Multiplicity (1996) Poster

(1996)

Michael Keaton: Doug Kinney

Photos 

Quotes 

  • Doug Kinney #4 : [after having sex with Doug #1's wife]  She touched my peppy, Steve.

  • Doug Kinney #3 : You know how when you make a copy of a copy, it's not as sharp as... well... the original.

  • Doug Kinney #4 : [to Doug Kinney]  Hey Steve, did ya bring me any pizza Steve?

  • Doug Kinney #4 : Did you bring me a monkey?

  • Doug Kinney : [Doug #2 and Doug #3 have made another clone without Doug's knowledge.

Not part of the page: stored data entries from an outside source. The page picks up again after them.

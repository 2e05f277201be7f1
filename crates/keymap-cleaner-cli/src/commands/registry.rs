// Show the commands the cleaner considers valid

use keymap_cleaner::build_registry;

use super::{Command, CommandContext};
use crate::error::CliResult;
use crate::output::OutputStyle;

/// Print the aggregated command registry
pub struct RegistryCommand {
    pub list: bool,
}

impl RegistryCommand {
    pub fn new(list: bool) -> Self {
        Self { list }
    }
}

#[async_trait::async_trait]
impl Command for RegistryCommand {
    async fn execute(&self, ctx: &CommandContext) -> CliResult<()> {
        let style = OutputStyle::default();
        let registry = build_registry(&ctx.command_source()).await?;

        if self.list {
            for id in registry.sorted() {
                println!("{}", id);
            }
        } else {
            println!("{}", style.header("Known commands"));
            println!("{}", style.key_value("total", &registry.len().to_string()));
            let complete = if registry.has_host_commands() {
                "yes"
            } else {
                "no (extension commands only)"
            };
            println!("{}", style.key_value("editor commands", complete));
            if let Some(file) = &ctx.config.commands_file {
                println!("{}", style.key_value("snapshot", &file.display().to_string()));
            }
            for dir in &ctx.config.extensions_dirs {
                println!("{}", style.key_value("extensions", &dir.display().to_string()));
            }
        }
        Ok(())
    }
}
// keymap-cleaner CLI entry point

use keymap_cleaner_cli::{output, router::CommandRouter, CliError, VerbosityLevel};

#[tokio::main]
async fn main() {
    // Route and execute command
    let result = CommandRouter::route().await;

    // Exit with appropriate code
    if let Err(e) = result {
        report(&e);
        std::process::exit(e.exit_code());
    }
}

fn report(error: &CliError) {
    output::print_error(&error.user_message());
    if VerbosityLevel::Verbose.should_output() {
        eprintln!("{}", error.technical_details());
    }
}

He counts them]  One. Two. Three...

    [Points at the new clone] 

    Doug Kinney : Four...

    Doug Kinney #4 : Twelve!

  • Doug Kinney #1 : [to #2]  I'll hit you so hard, I'll kill him!

    [Points at #3] 

  • Doug Kinney #1 : Hey, I'm gonna buy you a present for this.

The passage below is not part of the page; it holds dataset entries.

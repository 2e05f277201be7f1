//! Diagnostic records and the per-document diagnostic store

use std::collections::HashMap;
use std::fmt;

use parking_lot::RwLock;
use serde::{Deserialize, Serialize};

use crate::text::{LineIndex, Range, TextSpan};

/// Diagnostic severity level
#[derive(Debug, Clone, Copy, PartialEq, Eq, Serialize, Deserialize)]
#[serde(rename_all = "lowercase")]
pub enum Severity {
    Error,
    Warning,
}

impl fmt::Display for Severity {
    fn fmt(&self, f: &mut fmt::Formatter<'_>) -> fmt::Result {
        match self {
            Severity::Error => write!(f, "error"),
            Severity::Warning => write!(f, "warning"),
        }
    }
}

/// What is wrong with the document or entry
#[derive(Debug, Clone, Copy, PartialEq, Eq, Hash, Serialize, Deserialize)]
#[serde(rename_all = "kebab-case")]
pub enum DiagnosticKind {
    /// Entry has no `command` property, or it is empty
    MissingCommand,
    /// Entry's command is not in the registry
    UnknownCommand,
    /// Document is not a JSON array of objects
    InvalidJson,
}

impl DiagnosticKind {
    /// Stable diagnostic code
    pub fn code(&self) -> &'static str {
        match self {
            DiagnosticKind::MissingCommand => "missing-command",
            DiagnosticKind::UnknownCommand => "unknown-command",
            DiagnosticKind::InvalidJson => "invalid-json",
        }
    }

    /// Whether deleting the flagged entry resolves the diagnostic
    pub fn is_fixable(&self) -> bool {
        matches!(
            self,
            DiagnosticKind::MissingCommand | DiagnosticKind::UnknownCommand
        )
    }
}

impl fmt::Display for DiagnosticKind {
    fn fmt(&self, f: &mut fmt::Formatter<'_>) -> fmt::Result {
        f.write_str(self.code())
    }
}

/// Related diagnostic information
#[derive(Debug, Clone, PartialEq, Eq, Serialize, Deserialize)]
pub struct RelatedInformation {
    pub span: TextSpan,
    pub message: String,
}

/// A problem found in the keybindings document
#[derive(Debug, Clone, PartialEq, Eq, Serialize, Deserialize)]
pub struct Diagnostic {
    pub span: TextSpan,
    pub severity: Severity,
    pub kind: DiagnosticKind,
    pub message: String,
    /// Label of the tool that produced the diagnostic
    pub source: String,
    #[serde(default, skip_serializing_if = "Vec::is_empty")]
    pub related_information: Vec<RelatedInformation>,
}

impl Diagnostic {
    /// Create a new diagnostic
    pub fn new(
        span: TextSpan,
        severity: Severity,
        kind: DiagnosticKind,
        message: impl Into<String>,
    ) -> Self {
        Self {
            span,
            severity,
            kind,
            message: message.into(),
            source: crate::config::DEFAULT_DIAGNOSTIC_SOURCE.to_string(),
            related_information: Vec::new(),
        }
    }

    pub fn with_source(mut self, source: impl Into<String>) -> Self {
        self.source = source.into();
        self
    }

    pub fn with_related(mut self, span: TextSpan, message: impl Into<String>) -> Self {
        self.related_information.push(RelatedInformation {
            span,
            message: message.into(),
        });
        self
    }

    pub fn code(&self) -> &'static str {
        self.kind.code()
    }

    /// Line/character range of the diagnostic
    pub fn range(&self, index: &LineIndex) -> Range {
        index.range(self.span)
    }
}

/// Host surface that displays diagnostics per document
pub trait DiagnosticsSink: Send + Sync {
    /// Replace every diagnostic of `uri` with `diagnostics`
    fn replace(&self, uri: &str, diagnostics: Vec<Diagnostic>);

    /// Drop every diagnostic of `uri`
    fn clear(&self, uri: &str);
}

/// In-memory diagnostics store keyed by document URI
#[derive(Debug, Default)]
pub struct DiagnosticCollection {
    entries: RwLock<HashMap<String, Vec<Diagnostic>>>,
}

impl DiagnosticCollection {
    pub fn new() -> Self {
        Self::default()
    }

    /// Current diagnostics of `uri`
    pub fn get(&self, uri: &str) -> Vec<Diagnostic> {
        self.entries.read().get(uri).cloned().unwrap_or_default()
    }

    /// Whether a diagnostic set is published for `uri`, even an empty one
    pub fn has(&self, uri: &str) -> bool {
        self.entries.read().contains_key(uri)
    }
}

impl DiagnosticsSink for DiagnosticCollection {
    fn replace(&self, uri: &str, diagnostics: Vec<Diagnostic>) {
        self.entries.write().insert(uri.to_string(), diagnostics);
    }

    fn clear(&self, uri: &str) {
        self.entries.write().remove(uri);
    }
}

    Doug Kinney #4 : A chainsaw?

    Doug Kinney #1 : Or a - a book

  • Doug Kinney #2 : My life's in shambles. I need pie.

  • Dr. Leeds : 15 Years ago, I cloned an earthworm.

    Doug Kinney : Well, God bless you, sir.

  • Doug Kinney #1 : No clone nookie.

    Doug Kinney #3 : You're the man, Doug.

    Doug Kinney #2 : Great idea.

    Doug Kinney #1 : Original nookie only!

  • [Doug's rule for his clones] 

    Doug Kinney : Listen to me. This is the number one rule. Okay? This is unbreakable. You can't even try to bend this rule, all right? Nobody. *Nobody* has sex with my wife but me.

  • Doug Kinney #4 : [Doug #2 is laying in bed with the flu and Doug #3 has left him alone with Doug #4]  Sorry Steve...

    [Doug #2 looks up and sees Doug #4 standing at the foot of his bed with a rubber boot over his head and moves a wood saw back and forth in the air in a sawing motion] 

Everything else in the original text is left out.